WORK REQUIRED = From the entries that follow, copy every line with the word "avoid".

[Collected data]
= = = =

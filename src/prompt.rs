//! Prompt compilation for story pages and covers.
//!
//! Output depends only on the inputs, so the same page and style always
//! produce the same text. Panels are numbered `{row}-{panel}` from their
//! position in the script.

use tracing::debug;

use crate::references::ReferenceImage;
use crate::script::PageScript;
use crate::style::{ComicStyle, Language};

/// Instruction text plus the images that go with it, in order.
#[derive(Clone, Debug, Default, PartialEq, Eq)]
pub struct CompiledRequest {
    /// Sent first, as a text part
    pub instruction: String,
    /// Sent after the text, in resolver order
    pub attachments: Vec<ReferenceImage>,
}

impl CompiledRequest {
    /// Pairs an instruction with its attachments.
    pub fn new(instruction: String, attachments: Vec<ReferenceImage>) -> Self {
        Self {
            instruction,
            attachments,
        }
    }
}

/// Lists every panel as `Panel {row}-{panel}: {text}`, one per line.
///
/// Panels without text are left out but keep their position, so numbering
/// never shifts.
pub fn panel_lines(page: &PageScript) -> Vec<String> {
    page.rows
        .iter()
        .enumerate()
        .flat_map(|(row_idx, row)| {
            row.panels
                .iter()
                .enumerate()
                .filter(|(_, panel)| !panel.text.trim().is_empty())
                .map(move |(panel_idx, panel)| {
                    format!("Panel {}-{}: {}", row_idx + 1, panel_idx + 1, panel.text)
                })
        })
        .collect()
}

fn requirement_list(lines: &[String]) -> String {
    lines
        .iter()
        .map(|line| format!("- {line}\n"))
        .collect()
}

/// Instruction for one story page.
pub fn compile_page_prompt(page: &PageScript, style: ComicStyle) -> String {
    let label = style.label();
    let requirements = [
        "The content of each panel should avoid being overly complex.".to_string(),
        "Maintain consistency in characters and scenes.".to_string(),
        "Preserve the layout and proportions of the comic.".to_string(),
        "The image should be colorful and vibrant.".to_string(),
        "Do not show panel index in the content.".to_string(),
        "Include speech bubbles with short, clear dialogue to help tell the story.".to_string(),
        "Keep dialogue concise to avoid cluttering the image.".to_string(),
        "Ensure text is legible and spelled correctly.".to_string(),
        "Display the title only once, typically at the top center of the comic page.".to_string(),
        "Do not duplicate the title in multiple locations.".to_string(),
        "Maintain consistent and uniform margins around the entire comic page.".to_string(),
        "Ensure equal spacing on all sides (top, bottom, left, right) for a professional appearance."
            .to_string(),
        format!(
            "The comic title should use a {label}-style font that matches the overall comic aesthetic."
        ),
        "Use fonts that properly support Chinese, Japanese and other non-Latin characters to prevent text corruption."
            .to_string(),
        "Ensure all non-Latin text is correctly encoded and displayed without mojibake or garbled characters."
            .to_string(),
        "Text should be clear, sharp, and properly rendered in both speech bubbles and titles."
            .to_string(),
    ];

    let prompt = format!(
        "Using the {label} style ({description}), convert the storyline in each panel of the reference image into corresponding comic content.\n\n\
         # Content:\n\n## Title\n{title}\n\n## Panels\n{panels}\n\n# Requirements:\n{requirements}",
        description = style.description(),
        title = page.title,
        panels = panel_lines(page).join("\n"),
        requirements = requirement_list(&requirements),
    );
    debug!("Page prompt: {}", prompt);
    prompt
}

/// Instruction for a cover. Only the style and language steer it.
pub fn compile_cover_prompt(style: ComicStyle, language: Language) -> String {
    let label = style.label();
    let requirements = [
        "The image must be a vertical comic book cover composition.".to_string(),
        format!("The art style must strictly follow the {label} style."),
        "Make it eye-catching and dramatic.".to_string(),
        "High resolution, detailed, and professional quality.".to_string(),
        "No other text except the title.".to_string(),
        format!("Write the title in {}.", language.name()),
        "Clear and sharp text for the title, do not repeat all the titles in reference images."
            .to_string(),
        "Vibrant colors and \"Cover Art\" aesthetic.".to_string(),
        "Only present one row one panel in the cover.".to_string(),
    ];

    let prompt = format!(
        "Create a high-quality comic book cover in the {label} style ({description}).\n\n# Requirements:\n{requirements}",
        description = style.description(),
        requirements = requirement_list(&requirements),
    );
    debug!("Cover prompt: {}", prompt);
    prompt
}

= = = =

EXPECTED ANSWER =
        "The content of each panel should avoid being overly complex.".to_string(),
        "Keep dialogue concise to avoid cluttering the image.".to_string(),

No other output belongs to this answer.